Prominent sports figures are attractive endorsers for a business looking to increase brand awareness and boost sales. Being elite athletes makes them credible voices to pitch products designed to improve athletic performances, and their celebrity status means some fans will look to emulate them by buying what they endorse. Your business may benefit by that association, and it doesn't necessarily take the biggest name to have a significant impact on your bottom line.

Sales Effects

Though the influence that sports stars have in advertising has been debated, a study conducted by a Harvard University professor and Barclays Capital concluded that celebrity athlete endorsements generally lead to increased sales, relative to both the company’s previous figures and to the competition. The study found that sales for products endorsed by athletes increase by an average of four percent, with greater increases resulting from a superior run of athletic achievements.

Brand Awareness

Growing companies may find that a celebrity endorsement can be instrumental in raising their profile. A classic case study involves how CNS, Inc. got its Breathe Right nasal strips so much exposure as it was entering the marketplace. CNS sent the nasal strips to every NFL team, and future Hall-of-Famer Jerry Rice saw another player using one and decided to try it himself. Once he became an endorser, the company noticed a “tremendous” effect on sales.

Rising Stars

It doesn't always take a big-name athlete to have endorsement potential. Though Under Armour now boasts superstars like Tom Brady among its endorsers, it initially targeted lower-profile athletes, younger players and athletes in less-popular sports that still participated in showcase events, such as a trio of endorsers on the 2011 Women's World Cup soccer team. A small business with a local distribution area may find that a popular local athlete pays bigger dividends at a lower cost than a national celebrity.

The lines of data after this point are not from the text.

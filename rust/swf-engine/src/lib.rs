//! In-process workflow orchestration engine with SWF decision/activity semantics.
//!
//! This crate provides:
//! - Domains with versioned workflow and activity type registries
//! - Event-sourced workflow executions with an append-only history
//! - Decision and activity task lifecycles with task-list queues
//! - Timers, markers, cancellation requests and timeout detection
//! - Long-polling for deciders and activity workers
//!
//! # Architecture
//!
//! A [`WorkflowService`] owns the domains. Each [`Domain`] owns its
//! executions, keyed by workflow id and run id, plus the queues of pending
//! task tokens. A [`WorkflowExecution`] records every transition as a
//! [`HistoryEvent`]; its open counts and task states are derived from that
//! history and can be rebuilt with [`replay`].
//!
//! Time comes from a [`Clock`]. Timeouts are detected by comparing stored
//! timestamps with the clock whenever an execution is touched or
//! [`WorkflowService::sweep_timeouts`] runs.
//!
//! # Usage
//!
//! ```rust,ignore
//! use swf_engine::prelude::*;
//!
//! let service = WorkflowService::default();
//! service.register_domain("orders", "30", None)?;
//! service.register_workflow_type("orders", TypeKey::new("fulfil", "v1"), config, None)?;
//!
//! let run_id = service.start_workflow_execution("orders", "order-42", &key, StartOptions::default())?;
//! if let Some(task) = service.poll_for_decision_task("orders", "deciders", Some("decider-1"), false).await? {
//!     service.respond_decision_task_completed(&task.task_token, &decisions, None)?;
//! }
//! ```

pub mod clock;
pub mod config;
pub mod decisions;
pub mod defaults;
pub mod domain;
pub mod error;
pub mod execution;
pub mod history;
pub mod replay;
pub mod service;
pub mod task_list;
pub mod tasks;
pub mod types;

// Re-exports
pub use clock::{Clock, ManualClock, SystemClock};
pub use config::EngineConfig;
pub use decisions::Decision;
pub use domain::{Domain, ExecutionKey};
pub use error::{SwfError, SwfResult};
pub use execution::{CloseStatus, ExecutionStatus, OpenCounts, StartOptions, WorkflowExecution};
pub use history::{EventAttributes, EventType, FailureCause, HistoryEvent, TimeoutType};
pub use replay::{replay, ReplayError, ReplayedState};
pub use service::WorkflowService;

/// Prelude for convenient imports.
pub mod prelude {
    pub use crate::clock::{Clock, ManualClock, SystemClock};
    pub use crate::config::EngineConfig;
    pub use crate::decisions::{parse_decisions, Decision, ScheduleActivityTaskAttributes};
    pub use crate::domain::{Domain, ExecutionKey};
    pub use crate::error::{SwfError, SwfResult};
    pub use crate::execution::{CloseStatus, ExecutionStatus, StartOptions, WorkflowExecution};
    pub use crate::history::{EventAttributes, EventType, FailureCause, HistoryEvent};
    pub use crate::service::{ActivityTaskInfo, DecisionTaskInfo, ExecutionFilter, WorkflowService};
    pub use crate::tasks::TaskState;
    pub use crate::types::{
        ActivityTypeConfig, ChildPolicy, RegistrationStatus, TaskList, TypeKey, WorkflowTypeConfig,
    };
}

One challenge with using sports stars in advertising is that it doesn't take much for an asset to become a liability. Lance Armstrong and Tiger Woods are two examples of prominent pitchmen who saw their status as endorsers plummet because of scandals that broke outside of an athletic event. It doesn't take that kind of media storm to make a difference, however. Any bad publicity by an athlete advertising your product can reflect poorly on your brand, whether it’s an on-field incident, an arrest, or even just suspicion of unethical behavior.

In addition, a poor athletic performance can also negate any positive effect on sales. A professional tennis player who suddenly embarks on a losing streak won’t be playing on television as often and thus won’t be seen drinking your beverage or wearing your logo. Similarly, golfers who perform poorly on the first two days of a tournament may miss the cut, and therefore wouldn't be around for the weekend when television viewership and exposure opportunities increase.